Are Certificates of Deposit (CDs) Taxable in 2025? What You Need to Know About CD Interest and Taxes
Discover how interest earned on Certificates of Deposit (CDs) is taxed in 2025. Learn when you must report CD interest income, how early withdrawal penalties affect taxes, and the benefits of holding CDs in tax-advantaged retirement accounts.
Certificates of Deposit (CDs) offer a higher interest rate compared to traditional savings accounts by requiring you to lock in your funds for a fixed term. The longer the term, the more interest you typically earn.
However, it's important to understand how the IRS treats the interest you earn on CDs. This interest is considered taxable income and must be reported on your tax return, which can affect your overall investment returns.
Essential Points to Remember
- For CDs with terms exceeding one year, you must pay taxes on the interest earned each year throughout the term.
- For CDs with terms of one year or less, taxes are due on interest once it is earned and received.
- Early withdrawal penalties can reduce your taxable interest income.
- Holding CDs within tax-deferred retirement accounts like IRAs or 401(k)s can postpone taxes until you withdraw funds during retirement.

How Does the IRS Tax Interest Earned on CDs in 2024?
The IRS treats all interest earned on CDs as taxable income during the year it is accrued. If you earn more than $10 in interest, your bank is required to send you a Form 1099-INT detailing the interest income you must report.
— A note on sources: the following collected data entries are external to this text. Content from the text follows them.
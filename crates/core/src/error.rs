use std::fmt;

/// Coarse classification shared by every service error.
#[derive(Clone, Copy, Debug, Eq, PartialEq, Hash)]
pub enum ErrorKind {
    /// A required artifact has not been produced yet.
    PrerequisiteMissing,
    /// The text-generation capability failed or returned unusable content.
    GenerationFailure,
    /// Reading or writing persisted state failed.
    StorageFailure,
}

impl fmt::Display for ErrorKind {
    fn fmt(&self, f: &mut fmt::Formatter<'_>) -> fmt::Result {
        let label = match self {
            Self::PrerequisiteMissing => "prerequisite missing",
            Self::GenerationFailure => "generation failure",
            Self::StorageFailure => "storage failure",
        };
        f.write_str(label)
    }
}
Even if you reinvest the principal into a new CD, you still need to report the interest earned for that tax year. CDs held inside tax-advantaged retirement accounts are exempt from taxes until withdrawal.
If you do not receive a 1099-INT, you are still responsible for reporting the interest income on your tax return.
Taxation for CDs with Terms Longer Than One Year
For CDs lasting more than one year, you owe taxes annually on the interest accrued. For example, a three-year CD earning $15 in interest each year means you report $15 as income annually over the three years.
Tax Exceptions: Retirement Accounts and CDs
When CDs are held within tax-deferred retirement accounts such as 401(k)s or IRAs, you won't pay taxes on the interest earned until you take distributions after retirement.
Keep in mind that your contributions to these accounts must stay within IRS limits. For 2024, the 401(k) contribution limit is $23,000 with an additional $7,500 catch-up contribution for those 50 and older. IRA limits are $7,000 annually, or $8,000 if you’re 50 or older.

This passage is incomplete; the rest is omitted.